--- Exercise inputs ---
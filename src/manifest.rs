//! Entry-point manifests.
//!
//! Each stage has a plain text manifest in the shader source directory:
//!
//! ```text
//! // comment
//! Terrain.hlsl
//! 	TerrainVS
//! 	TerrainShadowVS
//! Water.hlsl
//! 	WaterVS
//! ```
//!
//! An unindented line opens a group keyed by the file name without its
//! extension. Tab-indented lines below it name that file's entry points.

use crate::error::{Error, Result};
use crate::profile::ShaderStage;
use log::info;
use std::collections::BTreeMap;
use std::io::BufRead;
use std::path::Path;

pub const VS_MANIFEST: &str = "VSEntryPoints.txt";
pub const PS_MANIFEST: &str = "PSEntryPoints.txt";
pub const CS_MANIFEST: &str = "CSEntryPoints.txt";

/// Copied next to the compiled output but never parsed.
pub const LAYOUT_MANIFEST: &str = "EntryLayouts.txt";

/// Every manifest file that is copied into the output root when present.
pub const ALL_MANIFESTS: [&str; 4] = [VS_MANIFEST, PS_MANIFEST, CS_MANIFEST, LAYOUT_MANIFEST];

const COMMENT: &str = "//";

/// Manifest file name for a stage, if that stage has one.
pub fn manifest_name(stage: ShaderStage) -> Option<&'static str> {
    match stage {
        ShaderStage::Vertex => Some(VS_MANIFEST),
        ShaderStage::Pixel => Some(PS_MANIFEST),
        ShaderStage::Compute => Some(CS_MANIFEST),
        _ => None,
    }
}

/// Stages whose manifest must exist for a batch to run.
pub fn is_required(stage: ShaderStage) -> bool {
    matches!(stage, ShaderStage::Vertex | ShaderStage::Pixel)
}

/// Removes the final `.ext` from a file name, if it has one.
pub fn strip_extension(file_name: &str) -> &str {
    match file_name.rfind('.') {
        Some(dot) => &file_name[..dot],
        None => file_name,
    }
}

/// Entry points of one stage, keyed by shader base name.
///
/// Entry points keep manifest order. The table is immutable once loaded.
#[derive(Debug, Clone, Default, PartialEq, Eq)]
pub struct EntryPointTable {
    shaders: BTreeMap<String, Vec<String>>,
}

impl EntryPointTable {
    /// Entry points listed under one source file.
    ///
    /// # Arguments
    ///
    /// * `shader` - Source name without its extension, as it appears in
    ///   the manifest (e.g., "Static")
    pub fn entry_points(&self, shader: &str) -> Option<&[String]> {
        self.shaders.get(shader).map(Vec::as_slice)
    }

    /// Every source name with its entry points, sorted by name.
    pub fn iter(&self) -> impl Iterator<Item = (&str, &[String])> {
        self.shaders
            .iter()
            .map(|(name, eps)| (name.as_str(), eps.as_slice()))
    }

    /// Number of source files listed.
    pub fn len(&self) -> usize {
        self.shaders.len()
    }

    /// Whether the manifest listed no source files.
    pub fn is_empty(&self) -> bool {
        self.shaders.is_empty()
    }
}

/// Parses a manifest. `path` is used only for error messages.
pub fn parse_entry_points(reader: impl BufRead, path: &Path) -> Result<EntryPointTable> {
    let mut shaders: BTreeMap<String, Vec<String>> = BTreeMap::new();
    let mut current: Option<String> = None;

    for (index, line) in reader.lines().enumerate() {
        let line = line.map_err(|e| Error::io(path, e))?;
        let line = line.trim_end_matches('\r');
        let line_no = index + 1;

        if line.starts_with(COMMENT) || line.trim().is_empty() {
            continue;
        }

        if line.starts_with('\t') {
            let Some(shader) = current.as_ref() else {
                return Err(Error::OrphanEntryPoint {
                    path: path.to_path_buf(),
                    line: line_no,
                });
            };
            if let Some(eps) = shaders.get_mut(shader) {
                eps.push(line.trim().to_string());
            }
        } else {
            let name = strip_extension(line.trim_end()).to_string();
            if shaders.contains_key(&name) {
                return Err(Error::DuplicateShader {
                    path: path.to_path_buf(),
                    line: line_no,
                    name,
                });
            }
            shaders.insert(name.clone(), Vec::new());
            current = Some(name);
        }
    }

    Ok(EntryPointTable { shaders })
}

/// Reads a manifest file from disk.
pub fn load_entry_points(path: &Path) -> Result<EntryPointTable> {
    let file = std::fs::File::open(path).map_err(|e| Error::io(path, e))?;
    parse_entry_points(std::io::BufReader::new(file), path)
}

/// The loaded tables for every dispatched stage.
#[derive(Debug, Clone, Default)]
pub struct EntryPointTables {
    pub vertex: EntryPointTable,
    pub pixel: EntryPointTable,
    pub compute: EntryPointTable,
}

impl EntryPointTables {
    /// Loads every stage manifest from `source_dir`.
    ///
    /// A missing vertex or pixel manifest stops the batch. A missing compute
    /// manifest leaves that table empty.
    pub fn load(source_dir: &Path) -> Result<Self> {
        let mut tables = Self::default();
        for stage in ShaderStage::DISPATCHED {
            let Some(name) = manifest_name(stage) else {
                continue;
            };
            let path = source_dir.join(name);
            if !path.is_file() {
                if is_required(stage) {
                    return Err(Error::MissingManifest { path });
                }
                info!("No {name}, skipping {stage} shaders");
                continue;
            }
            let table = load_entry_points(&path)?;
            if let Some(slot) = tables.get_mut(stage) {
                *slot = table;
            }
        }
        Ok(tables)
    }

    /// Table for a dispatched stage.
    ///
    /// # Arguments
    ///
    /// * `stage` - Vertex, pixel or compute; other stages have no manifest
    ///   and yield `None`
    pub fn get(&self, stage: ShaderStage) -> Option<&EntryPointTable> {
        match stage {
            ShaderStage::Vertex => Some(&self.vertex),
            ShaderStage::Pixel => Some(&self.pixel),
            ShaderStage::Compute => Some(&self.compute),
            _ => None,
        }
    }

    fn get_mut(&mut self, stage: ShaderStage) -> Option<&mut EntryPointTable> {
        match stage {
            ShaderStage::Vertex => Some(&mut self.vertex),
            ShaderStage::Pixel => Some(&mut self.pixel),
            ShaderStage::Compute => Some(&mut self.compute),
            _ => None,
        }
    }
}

--- What is being asked ---
Exactly as written, give the records again.

--- Exercise output ---
filename src/manifest.rs
//! Entry-point manifests.
//!
//! Each stage has a plain text manifest in the shader source directory:
//!
//! ```text
//! // comment
//! Terrain.hlsl
//! 	TerrainVS
//! 	TerrainShadowVS
//! Water.hlsl
//! 	WaterVS
//! ```
//!
//! An unindented line opens a group keyed by the file name without its
//! extension. Tab-indented lines below it name that file's entry points.

use crate::error::{Error, Result};
use crate::profile::ShaderStage;
use log::info;
use std::collections::BTreeMap;
use std::io::BufRead;
use std::path::Path;

pub const VS_MANIFEST: &str = "VSEntryPoints.txt";
pub const PS_MANIFEST: &str = "PSEntryPoints.txt";
pub const CS_MANIFEST: &str = "CSEntryPoints.txt";

/// Copied next to the compiled output but never parsed.
pub const LAYOUT_MANIFEST: &str = "EntryLayouts.txt";

/// Every manifest file that is copied into the output root when present.
pub const ALL_MANIFESTS: [&str; 4] = [VS_MANIFEST, PS_MANIFEST, CS_MANIFEST, LAYOUT_MANIFEST];

const COMMENT: &str = "//";

/// Manifest file name for a stage, if that stage has one.
pub fn manifest_name(stage: ShaderStage) -> Option<&'static str> {
    match stage {
        ShaderStage::Vertex => Some(VS_MANIFEST),
        ShaderStage::Pixel => Some(PS_MANIFEST),
        ShaderStage::Compute => Some(CS_MANIFEST),
        _ => None,
    }
}

/// Stages whose manifest must exist for a batch to run.
pub fn is_required(stage: ShaderStage) -> bool {
    matches!(stage, ShaderStage::Vertex | ShaderStage::Pixel)
}

/// Removes the final `.ext` from a file name, if it has one.
pub fn strip_extension(file_name: &str) -> &str {
    match file_name.rfind('.') {
        Some(dot) => &file_name[..dot],
        None => file_name,
    }
}

/// Entry points of one stage, keyed by shader base name.
///
/// Entry points keep manifest order. The table is immutable once loaded.
#[derive(Debug, Clone, Default, PartialEq, Eq)]
pub struct EntryPointTable {
    shaders: BTreeMap<String, Vec<String>>,
}

impl EntryPointTable {
    /// Entry points listed under one source file.
    ///
    /// # Arguments
    ///
    /// * `shader` - Source name without its extension, as it appears in
    ///   the manifest (e.g., "Static")
    pub fn entry_points(&self, shader: &str) -> Option<&[String]> {
        self.shaders.get(shader).map(Vec::as_slice)
    }

    /// Every source name with its entry points, sorted by name.
    pub fn iter(&self) -> impl Iterator<Item = (&str, &[String])> {
        self.shaders
            .iter()
            .map(|(name, eps)| (name.as_str(), eps.as_slice()))
    }

    /// Number of source files listed.
    pub fn len(&self) -> usize {
        self.shaders.len()
    }

    /// Whether the manifest listed no source files.
    pub fn is_empty(&self) -> bool {
        self.shaders.is_empty()
    }
}

/// Parses a manifest. `path` is used only for error messages.
pub fn parse_entry_points(reader: impl BufRead, path: &Path) -> Result<EntryPointTable> {
    let mut shaders: BTreeMap<String, Vec<String>> = BTreeMap::new();
    let mut current: Option<String> = None;

    for (index, line) in reader.lines().enumerate() {
        let line = line.map_err(|e| Error::io(path, e))?;
        let line = line.trim_end_matches('\r');
        let line_no = index + 1;

        if line.starts_with(COMMENT) || line.trim().is_empty() {
            continue;
        }

        if line.starts_with('\t') {
            let Some(shader) = current.as_ref() else {
                return Err(Error::OrphanEntryPoint {
                    path: path.to_path_buf(),
                    line: line_no,
                });
            };
            if let Some(eps) = shaders.get_mut(shader) {
                eps.push(line.trim().to_string());
            }
        } else {
            let name = strip_extension(line.trim_end()).to_string();
            if shaders.contains_key(&name) {
                return Err(Error::DuplicateShader {
                    path: path.to_path_buf(),
                    line: line_no,
                    name,
                });
            }
            shaders.insert(name.clone(), Vec::new());
            current = Some(name);
        }
    }

    Ok(EntryPointTable { shaders })
}

/// Reads a manifest file from disk.
pub fn load_entry_points(path: &Path) -> Result<EntryPointTable> {
    let file = std::fs::File::open(path).map_err(|e| Error::io(path, e))?;
    parse_entry_points(std::io::BufReader::new(file), path)
}

/// The loaded tables for every dispatched stage.
#[derive(Debug, Clone, Default)]
pub struct EntryPointTables {
    pub vertex: EntryPointTable,
    pub pixel: EntryPointTable,
    pub compute: EntryPointTable,
}

impl EntryPointTables {
    /// Loads every stage manifest from `source_dir`.
    ///
    /// A missing vertex or pixel manifest stops the batch. A missing compute
    /// manifest leaves that table empty.
    pub fn load(source_dir: &Path) -> Result<Self> {
        let mut tables = Self::default();
        for stage in ShaderStage::DISPATCHED {
            let Some(name) = manifest_name(stage) else {
                continue;
            };
            let path = source_dir.join(name);
            if !path.is_file() {
                if is_required(stage) {
                    return Err(Error::MissingManifest { path });
                }
                info!("No {name}, skipping {stage} shaders");
                continue;
            }
            let table = load_entry_points(&path)?;
            if let Some(slot) = tables.get_mut(stage) {
                *slot = table;
            }
        }
        Ok(tables)
    }

    /// Table for a dispatched stage.
    ///
    /// # Arguments
    ///
    /// * `stage` - Vertex, pixel or compute; other stages have no manifest
    ///   and yield `None`
    pub fn get(&self, stage: ShaderStage) -> Option<&EntryPointTable> {
        match stage {
            ShaderStage::Vertex => Some(&self.vertex),
            ShaderStage::Pixel => Some(&self.pixel),
            ShaderStage::Compute => Some(&self.compute),
            _ => None,
        }
    }

    fn get_mut(&mut self, stage: ShaderStage) -> Option<&mut EntryPointTable> {
        match stage {
            ShaderStage::Vertex => Some(&mut self.vertex),
            ShaderStage::Pixel => Some(&mut self.pixel),
            ShaderStage::Compute => Some(&mut self.compute),
            _ => None,
        }
    }
}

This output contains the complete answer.